Paradoxically, treatment with bone-marrow-derived stromal cells d

Paradoxically, treatment with bone-marrow-derived stromal cells did not improve neurological recovery in rats with diabetes, but increased mortality, blood-brain barrier leakage, and brain hemorrhage. In histochemical studies, neo intima formation and arteriole narrowing were exacerbated by bone-marrow-derived stromal cells in rats with diabetes, as was macrophage accumulation in blood vessels. These abnormalities were attributed to increased angiogenin expression in the brain and brain-supplying arteries of rats with diabetes. Investigators suggest that treatment with bone-marrow-derived Inhibitors,research,lifescience,medical stromal cells should

not be considered in patients with diabetes. Three-quarters of stroke patients have arterial hypertension, and about half of patients have hypercholesterolemia. In spontaneously hypertensive rats, subtle abnormalities in the expression of neurotrophic

factors and their receptors have been described Inhibitors,research,lifescience,medical in the dentate gyrus. Whether these findings are true for prolonged arterial hypertension, which causes cerebral microangiopathy in human beings, remains Inhibitors,research,lifescience,medical to be shown. Hypercholesterolemia reduces angiogenesis and promotes blood-brain barrier permeability. These vascular changes are driven by many factors. In rats with cerebral ischemia, vitamin B3 administration, which elevates high-density lipoprotein and thereby reduces serum cholesterol, increased angiogenesis, and improved Inhibitors,research,lifescience,medical neurological recovery. Moreover, despite limited evidence, recent studies suggest that impaired angiogenesis

in patients with hypercholesterolemia parallels disturbances in synaptic plasticity.

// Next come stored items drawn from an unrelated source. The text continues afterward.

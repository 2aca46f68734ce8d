//! Cookie Management Infrastructure
//!
//! Parsing of the `Cookie` request header, HMAC signing of cookie values and
//! `Set-Cookie` construction.
//!
//! Signed values use the `s:<value>.<signature>` layout, where the signature
//! is the unpadded base64url HMAC-SHA256 of `<value>` under the server secret.

use axum::http::{HeaderMap, HeaderValue, header};

use crate::crypto::{from_base64url, hmac_sha256, to_base64url, verify_hmac_sha256};

const SIGNED_PREFIX: &str = "s:";

/// SameSite policy for cookies
#[derive(Debug, Clone, Copy, PartialEq, Eq, Default)]
pub enum SameSite {
    Strict,
    #[default]
    Lax,
    None,
}

impl SameSite {
    pub fn as_str(&self) -> &'static str {
        match self {
            SameSite::Strict => "Strict",
            SameSite::Lax => "Lax",
            SameSite::None => "None",
        }
    }
}

/// Cookie attributes used when issuing a `Set-Cookie` header
#[derive(Debug, Clone)]
pub struct CookieConfig {
    pub name: String,
    pub secure: bool,
    pub http_only: bool,
    pub same_site: SameSite,
    pub path: String,
    pub max_age_secs: Option<i64>,
}

impl Default for CookieConfig {
    fn default() -> Self {
        Self {
            name: "sid".to_string(),
            secure: true,
            http_only: true,
            same_site: SameSite::Lax,
            path: "/".to_string(),
            max_age_secs: None,
        }
    }
}

impl CookieConfig {
    /// Build Set-Cookie header value
    pub fn build_set_cookie(&self, value: &str) -> String {
        let mut cookie = format!("{}={}", self.name, value);

        cookie.push_str(&format!("; Path={}", self.path));
        if let Some(max_age) = self.max_age_secs {
            cookie.push_str(&format!("; Max-Age={}", max_age));
        }
        if self.http_only {
            cookie.push_str("; HttpOnly");
        }
        if self.secure {
            cookie.push_str("; Secure");
        }
        cookie.push_str(&format!("; SameSite={}", self.same_site.as_str()));

        cookie
    }

    /// Build Set-Cookie header that expires the cookie immediately
    pub fn build_delete_cookie(&self) -> String {
        let mut cookie = format!("{}=; Path={}; Max-Age=0; HttpOnly", self.name, self.path);
        if self.secure {
            cookie.push_str("; Secure");
        }
        cookie.push_str(&format!("; SameSite={}", self.same_site.as_str()));
        cookie
    }
}

/// Create a Set-Cookie header value
pub fn set_cookie_header(cookie: &str) -> Option<HeaderValue> {
    HeaderValue::from_str(cookie).ok()
}

/// Parse every `name=value` pair of the `Cookie` header(s)
///
/// Malformed pairs are skipped. When a name repeats, the first value wins.
pub fn parse_cookies(headers: &HeaderMap) -> Vec<(String, String)> {
    let mut pairs: Vec<(String, String)> = Vec::new();

    for raw in headers.get_all(header::COOKIE) {
        let Ok(raw) = raw.to_str() else {
            continue;
        };
        for pair in raw.split(';') {
            let Some((key, value)) = pair.trim().split_once('=') else {
                continue;
            };
            let key = key.trim();
            if key.is_empty() || pairs.iter().any(|(k, _)| k == key) {
                continue;
            }
            let value = value.trim().trim_matches('"');
            pairs.push((key.to_string(), value.to_string()));
        }
    }

    pairs
}

/// Extract a single cookie value from headers
pub fn extract_cookie(headers: &HeaderMap, name: &str) -> Option<String> {
    parse_cookies(headers)
        .into_iter()
        .find_map(|(key, value)| (key == name).then_some(value))
}

/// HMAC signer for cookie values
#[derive(Clone)]
pub struct CookieSigner {
    secret: Vec<u8>,
}

impl CookieSigner {
    pub fn new(secret: impl Into<Vec<u8>>) -> Self {
        Self {
            secret: secret.into(),
        }
    }

    /// Sign a value: `s:<value>.<signature>`
    pub fn sign(&self, value: &str) -> String {
        let signature = hmac_sha256(&self.secret, value.as_bytes());
        format!("{SIGNED_PREFIX}{value}.{}", to_base64url(&signature))
    }

    /// Verify a signed value and return the inner value
    ///
    /// Returns `None` for unsigned values, malformed layouts and bad signatures.
    pub fn unsign(&self, raw: &str) -> Option<String> {
        let signed = raw.strip_prefix(SIGNED_PREFIX)?;
        let (value, signature) = signed.rsplit_once('.')?;
        let signature = from_base64url(signature).ok()?;

        verify_hmac_sha256(&self.secret, value.as_bytes(), &signature).then(|| value.to_string())
    }

    /// Whether the raw value uses the signed layout at all
    pub fn is_signed_layout(raw: &str) -> bool {
        raw.starts_with(SIGNED_PREFIX)
    }
}

impl std::fmt::Debug for CookieSigner {
    fn fmt(&self, f: &mut std::fmt::Formatter<'_>) -> std::fmt::Result {
        f.debug_struct("CookieSigner").finish_non_exhaustive()
    }
}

Lipid-lowering drugs, especially statins, are widely prescribed for stroke patients Inhibitors,research,lifescience,medical as secondary stroke prevention. Statins also have neurorestorative properties. From clinical data Clinical data mainly do not confirm basic science evidence of the reduced capacity of brain to reorganize after a focal lesion or during a chronic neurodegenerative disease in aging. Even if we have clinical selleck arguments to say that post-stroke clinical recovery is reduced in old people, clinicians have all seen remarkable recovery in patients over 85. Moreover, it has been recently demonstrated that IV thrombolysis could be beneficial in people over 80 Levetiracetam as recently shown in IST3 trial.72 Thus, even if the biological counterpart of brain plasticity is reduced in old age, clinical recovery exists in old people. The stroke model has shown this. This preserved capacity is much more difficult to demonstrate in chronic degenerative disease where recovery does not exist. However, we know that people with memory disturbances in early AD are able to recruit alternative brain networks to perform a memory task. This has been shown with fMRI by Pariente et al.73 Interventional studies also provide evidence for preserved brain capacity to reorganize in the elderly.